É direito criativo em estado puro: a fabricação expressa de uma Constituição alternativa. Imerso no lago de sua arrogância, o Censor declara que protegerá os cidadãos de si mesmos. A nação, formada por crianças, será tutelada por um ente de consciência paternal, que é ele mesmo.

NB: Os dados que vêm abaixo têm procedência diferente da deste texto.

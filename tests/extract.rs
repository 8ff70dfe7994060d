//! Track extraction against synthetic multi-track stem files.

mod common;

use common::*;
use mp4stems::{
    extract_all_tracks, extract_track, parse_tree, track_info, AtomNode, ErrorKind, FILETYPE,
    MEDIA_DATA, MOVIE,
};

fn be_u32(bytes: &[u8], i: usize) -> u32 {
    u32::from_be_bytes([bytes[i], bytes[i + 1], bytes[i + 2], bytes[i + 3]])
}

/// Walks `moov/trak/mdia/minf/stbl` of a single-track file and returns the
/// named sample table atom.
fn stbl_child<'a>(tree: &'a [AtomNode], fourcc: &[u8; 4]) -> &'a AtomNode {
    tree.iter()
        .find(|a| a.fourcc == MOVIE)
        .and_then(|moov| moov.children.iter().find(|a| &*a.fourcc == b"trak"))
        .and_then(|trak| trak.child("mdia".parse().unwrap()))
        .and_then(|mdia| mdia.child("minf".parse().unwrap()))
        .and_then(|minf| minf.child("stbl".parse().unwrap()))
        .and_then(|stbl| stbl.children.iter().find(|a| &*a.fourcc == fourcc))
        .expect("sample table atom")
}

#[test]
fn extract_mixdown() {
    let file = stem_file();
    let out = extract_track(&file, 0).unwrap();

    assert_eq!(&out[4..8], b"ftyp");
    assert_eq!(&out[8..12], b"M4A ");

    let tree = parse_tree(&out, 6).unwrap();
    let fourccs: Vec<_> = tree.iter().map(|a| a.fourcc).collect();
    assert_eq!(fourccs, [FILETYPE, MOVIE, MEDIA_DATA]);

    // The sample count survives into the synthesized size table.
    let stsz = stbl_child(&tree, b"stsz");
    assert_eq!(be_u32(&out, stsz.offset as usize + 16), SAMPLES as u32);

    // The single chunk offset points right past the mdat head.
    let mdat = &tree[2];
    let stco = stbl_child(&tree, b"stco");
    assert_eq!(be_u32(&out, stco.offset as usize + 16) as u64, mdat.offset + 8);

    // The media payload is the track's elementary stream, byte for byte.
    assert_eq!(&out[(mdat.offset + 8) as usize..], &track_stream(0)[..]);

    // The sample description is carried over verbatim.
    assert!(out.windows(4).any(|w| w == b"mp4a"));
    assert!(out.windows(4).any(|w| w == b"esds"));
}

#[test]
fn extract_every_stem() {
    let file = stem_file();
    for t in 0..TRACK_COUNT {
        let out = extract_track(&file, t).unwrap();
        let tree = parse_tree(&out, 2).unwrap();
        let mdat = tree.iter().find(|a| a.fourcc == MEDIA_DATA).unwrap();
        assert_eq!(&out[(mdat.offset + 8) as usize..], &track_stream(t)[..]);
    }
}

#[test]
fn extracted_sizes_are_similar() {
    let file = stem_file();
    let outs = extract_all_tracks(&file).unwrap();

    // The tiny track is skipped by the sample count heuristic.
    assert_eq!(outs.len(), TRACK_COUNT);

    let mean = outs.iter().map(|o| o.len() as f64).sum::<f64>() / outs.len() as f64;
    for out in &outs {
        let deviation = (out.len() as f64 - mean).abs() / mean;
        assert!(deviation < 0.3, "deviation {deviation} exceeds 30%");
    }
}

#[test]
fn out_of_range_track() {
    let file = stem_file();
    let err = extract_track(&file, 99).unwrap_err();
    assert!(matches!(err.kind, ErrorKind::TrackNotFound(99)));
}

#[test]
fn missing_movie_atom() {
    let file = atom(b"ftyp", b"M4A \x00\x00\x00\x00M4A mp42isom");
    let err = extract_track(&file, 0).unwrap_err();
    assert!(matches!(err.kind, ErrorKind::AtomNotFound(MOVIE)));
}

#[test]
fn undecodable_track_is_skipped() {
    let file = build(&FileSpec { broken_track: true, ..FileSpec::default() });
    let outs = extract_all_tracks(&file).unwrap();
    assert_eq!(outs.len(), TRACK_COUNT);
}

#[test]
fn track_info_reports_per_track() {
    let file = build(&FileSpec { broken_track: true, ..FileSpec::default() });
    let infos = track_info(&file).unwrap();
    assert_eq!(infos.len(), TRACK_COUNT + 2);

    for info in &infos[..TRACK_COUNT] {
        let info = info.as_ref().unwrap();
        assert_eq!(info.sample_count, SAMPLES as u32);
        assert_eq!(info.timescale, TIMESCALE);

        let expected = SAMPLES as f64 * SAMPLE_DELTA as f64 / TIMESCALE as f64;
        assert!((info.duration.as_secs_f64() - expected).abs() < 1e-6);
    }

    assert_eq!(infos[TRACK_COUNT].as_ref().unwrap().sample_count, TINY_SAMPLES as u32);
    assert!(infos[TRACK_COUNT + 1].is_err());
}

#[test]
fn co64_chunk_offsets() {
    let file = build(&FileSpec { large_offsets: true, ..FileSpec::default() });
    for t in 0..TRACK_COUNT {
        let out = extract_track(&file, t).unwrap();
        let tree = parse_tree(&out, 2).unwrap();
        let mdat = tree.iter().find(|a| a.fourcc == MEDIA_DATA).unwrap();
        assert_eq!(&out[(mdat.offset + 8) as usize..], &track_stream(t)[..]);
    }
}

#[test]
fn mdat_before_moov_layout() {
    let file = build(&FileSpec { mdat_first: true, ..FileSpec::default() });
    let out = extract_track(&file, 1).unwrap();
    let tree = parse_tree(&out, 2).unwrap();
    let mdat = tree.iter().find(|a| a.fourcc == MEDIA_DATA).unwrap();
    assert_eq!(&out[(mdat.offset + 8) as usize..], &track_stream(1)[..]);
}

#[test]
fn missing_stts_gets_synthesized() {
    let file = build(&FileSpec { omit_stts: true, ..FileSpec::default() });
    let out = extract_track(&file, 0).unwrap();

    let tree = parse_tree(&out, 6).unwrap();
    let stts = stbl_child(&tree, b"stts");
    let pos = stts.offset as usize;
    assert_eq!(be_u32(&out, pos + 12), 1); // one entry
    assert_eq!(be_u32(&out, pos + 16), SAMPLES as u32);
    assert_eq!(be_u32(&out, pos + 20), 1024); // typical AAC frame length
}

#[test]
fn parse_tree_is_idempotent() {
    let file = stem_file();
    let first = parse_tree(&file, 8).unwrap();
    let second = parse_tree(&file, 8).unwrap();
    assert_eq!(first, second);
}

Desde o mensalão, o PT clama aos céus pela implantação do “controle social da mídia”. No núcleo do conceito petista, encontra-se a noção de que uma representação da “sociedade” deve exercer a prerrogativa de censura, a fim de presevar os cidadãos indefesos de ideias venenosas propagadas pela “mídia”. Ironicamente, é Fux, esse militante improvável, quem realiza o sonho do partido. Só que no lugar de “conferências” “conselhos” ou “comitês populares” gerados pelo governo (isto é, de fato, pelo Partido), o ministro atribui ao STF o papel de Poder Tutelar.
Num tuíte de agosto, Trump referiu-se do seguinte modo aos jornalistas: “De propósito, eles causam grande divisão e desconfiança. Eles também podem provocar guerra! Eles são muito perigosos e doentes!”. O arco do “controle social da mídia” abrange correntes ultranacionalistas de direita nos EUA e na Europa e regimes autoritários de esquerda, como os de Cuba e da Venezuela. No Brasil, funciona como ponto de encontro do lulismo (“mídia golpista”) com o bolsonarismo (“mídia vermelha”). Fux, o Censor, não proíbe a entrevista de Lula por divergir do lulismo, mas por concordar doutrinariamente com ele.
*Demétrio Magnoli, sociólogo, autor de “Uma Gota de Sangue: História do Pensamento Racial”. É doutor em geografia humana pela USP.